Como las bajas temperaturas no dejaban mucho que hacer en la calle, Erika llevaba desde el último domingo de octubre impartiendo lecciones de lectura al pequeño Matthias al calor del hogar. Y había pasado medio mes desde entonces. Ni siquiera el trabajo junto a su padre había hecho que abandonara esa nueva tarea que le llevaba unas cuantas horas a la semana. En esa mañana fría, el viento hacía chocar con insistencia las contraventanas de una casa vecina. Cuando Erika abrió la puerta y salió a la calle, una pequeña nube de cenizas se alzó de la chimenea y quedó flotando en la estancia vacía, meciéndose en el aire.
Erika golpeó con sus nudillos la portezuela de madera de la familia Smid, dispuesta a esperar a que su joven amigo saliera corriendo a recibirla. Pero cuando la entrada de la estrecha fachada se abrió, apareció Frieda, la madre, limpiándose las manos en el delantal. Un intenso olor a cebolla la acompañaba. Con los pómulos marcados y cercos de cansancio alrededor de sus ojos, Frieda se esforzó por dibujar una sonrisa. Invitó a Erika a que pasara al interior de la modesta vivienda.
—Pasa, bonita, pasa, que hace mucho frío.
—Gracias, Frieda —respondió Erika agradecida.
Llevaba varios días lloviendo casi sin cesar y, aunque ese había sido una excepción, el corto paseo le había dejado los pies empapados y ateridos por el frío.
—Estoy preparando la comida, pero Matthias me ha dicho que hoy vuelve a comer con vosotros. Ya le he explicado que no debe convertirse en una carga —dijo la mujer.
—No, Frieda, por favor. Mi padre insiste en que venga. Le gustan las preguntas que siempre le hace. Además, Matthias y yo tenemos que aplicarnos. —Erika guiñó un ojo al niño, que vigilaba la escena apoyado en una pata de la mesa, tímido. Sonrió y se fue corriendo hacia dentro.
Justo en ese momento, Penrod Smid llegaba a casa. Con las manos y la cara todavía salpicadas de arcilla, se mostraba alegre y hablador.
—Vaya por Dios, si es la bella Erika que viene a regalarnos con su presencia…
—Hola, Herr Smid. ¿Habéis ido a trabajar también hoy? —respondió Erika a su saludo.
—Sí, pequeña.
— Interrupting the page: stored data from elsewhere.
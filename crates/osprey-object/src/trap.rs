//! Trap table: ordered name → numeric slot mapping for native hooks.
//!
//! The table is exported by a native plugin and must be identical at build
//! time (symbolic name resolution in the assembler) and at run time (native
//! dispatch by slot). It lives in the format crate because both sides
//! depend on the same name↔slot binding.

use std::collections::HashMap;

/// Ordered name → slot table. Slots are assigned in registration order.
#[derive(Debug, Clone, Default)]
pub struct TrapTable {
    names: Vec<String>,
    slots: HashMap<String, u16>,
}

impl TrapTable {
    pub fn new() -> Self {
        Self::default()
    }

    /// Build a table from names in slot order.
    pub fn from_names<I, S>(names: I) -> Self
    where
        I: IntoIterator<Item = S>,
        S: Into<String>,
    {
        let mut table = Self::new();
        for name in names {
            table.register(&name.into());
        }
        table
    }

    /// Register a name, assigning the next slot. Re-registering an existing
    /// name returns its original slot; the binding never drifts.
    pub fn register(&mut self, name: &str) -> u16 {
        if let Some(&slot) = self.slots.get(name) {
            return slot;
        }
        let slot = self.names.len() as u16;
        self.names.push(name.to_owned());
        self.slots.insert(name.to_owned(), slot);
        slot
    }

    /// Resolve a symbolic name to its slot.
    pub fn resolve(&self, name: &str) -> Option<u16> {
        self.slots.get(name).copied()
    }

    /// Name registered at a slot.
    pub fn name(&self, slot: u16) -> Option<&str> {
        self.names.get(slot as usize).map(|s| s.as_str())
    }

    pub fn len(&self) -> usize {
        self.names.len()
    }

    pub fn is_empty(&self) -> bool {
        self.names.is_empty()
    }
}
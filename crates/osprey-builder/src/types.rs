//! The type graph.
//!
//! An append-only table of type nodes forming a DAG through super-type
//! references. Each node gets a stable insertion-order index (`TypeIdx`);
//! nothing is ever removed or mutated after insertion, so any reference a
//! node carries is guaranteed to point at an earlier node and the super
//! chain is acyclic by construction.

use osprey_object::{Section, SpecialTag, TypeIdx};

use crate::error::{BuildError, Result};

/// Kind-specific payload of a type node.
#[derive(Debug, Clone, PartialEq, Eq)]
pub enum TypePayload {
    /// Backed by a descriptor in `section` at `index`.
    Concrete { section: Section, index: u32 },
    /// Generic placeholder: owning template and ordinal within it.
    Placeholder { template: u32, ordinal: u32 },
    /// Union of the types in `params`.
    Union,
    /// Sentinel type.
    Special(SpecialTag),
}

/// One node of the type graph.
#[derive(Debug, Clone)]
pub struct Type {
    pub super_type: Option<TypeIdx>,
    /// Type parameters for concrete nodes; member types for unions.
    pub params: Vec<TypeIdx>,
    pub payload: TypePayload,
}

/// Append-only type table.
///
/// Index 0 is always the reserved no-return sentinel.
#[derive(Debug)]
pub struct TypeGraph {
    nodes: Vec<Type>,
}

impl TypeGraph {
    pub fn new() -> Self {
        let no_return = Type {
            super_type: None,
            params: Vec::new(),
            payload: TypePayload::Special(SpecialTag::NoReturn),
        };
        Self {
            nodes: vec![no_return],
        }
    }

    /// The reserved no-return sentinel type.
    pub fn no_return(&self) -> TypeIdx {
        TypeIdx(0)
    }

    fn check(&self, idx: TypeIdx) -> Result<()> {
        if (idx.get() as usize) < self.nodes.len() {
            Ok(())
        } else {
            Err(BuildError::UnknownType(idx.get()))
        }
    }

    fn push(&mut self, node: Type) -> TypeIdx {
        let idx = TypeIdx(self.nodes.len() as u32);
        self.nodes.push(node);
        idx
    }

    /// Append a concrete type backed by a descriptor.
    ///
    /// The super type and every parameter must already be in the table.
    pub fn add_concrete_type(
        &mut self,
        super_type: Option<TypeIdx>,
        section: Section,
        index: u32,
        params: &[TypeIdx],
    ) -> Result<TypeIdx> {
        if let Some(s) = super_type {
            self.check(s)?;
        }
        for &p in params {
            self.check(p)?;
        }
        Ok(self.push(Type {
            super_type,
            params: params.to_vec(),
            payload: TypePayload::Concrete { section, index },
        }))
    }

    /// Append a union of already-inserted member types.
    pub fn add_union_type(&mut self, members: &[TypeIdx]) -> Result<TypeIdx> {
        for &m in members {
            self.check(m)?;
        }
        Ok(self.push(Type {
            super_type: None,
            params: members.to_vec(),
            payload: TypePayload::Union,
        }))
    }

    /// Append a placeholder node owned by a template.
    pub(crate) fn add_placeholder(&mut self, template: u32, ordinal: u32) -> TypeIdx {
        self.push(Type {
            super_type: None,
            params: Vec::new(),
            payload: TypePayload::Placeholder { template, ordinal },
        })
    }

    pub fn get(&self, idx: TypeIdx) -> Option<&Type> {
        self.nodes.get(idx.get() as usize)
    }

    /// Validate that an index refers to an inserted node.
    pub fn validate(&self, idx: TypeIdx) -> Result<TypeIdx> {
        self.check(idx)?;
        Ok(idx)
    }

    pub fn len(&self) -> usize {
        self.nodes.len()
    }

    pub fn is_empty(&self) -> bool {
        // The sentinel is always present.
        false
    }

    pub fn iter(&self) -> impl Iterator<Item = (TypeIdx, &Type)> {
        self.nodes
            .iter()
            .enumerate()
            .map(|(i, t)| (TypeIdx(i as u32), t))
    }
}

impl Default for TypeGraph {
    fn default() -> Self {
        Self::new()
    }
}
Cuando se tiene que acabar un encargo para un comerciante con prisas no existen los domingos.
—¡Ya estoy! —interrumpió Matthias, volviendo de la parte de atrás. Su cuerpo se veía abultado por el manto que cubría su túnica y llevaba la cabeza tapada con un gorro de lana gastado. De su diminuta mano colgaba un hatillo de paño.
—¿Qué llevas ahí? —le preguntó Erika curiosa.
—No es nada —respondió Frieda—. Solo un pequeño obsequio, una capucha de lana para que proteja a Lorenz de este frío tan traicionero.
—Gracias, pero no teníais por qué… —respondió Erika, cogiendo el hatillo que Matthias le tendía.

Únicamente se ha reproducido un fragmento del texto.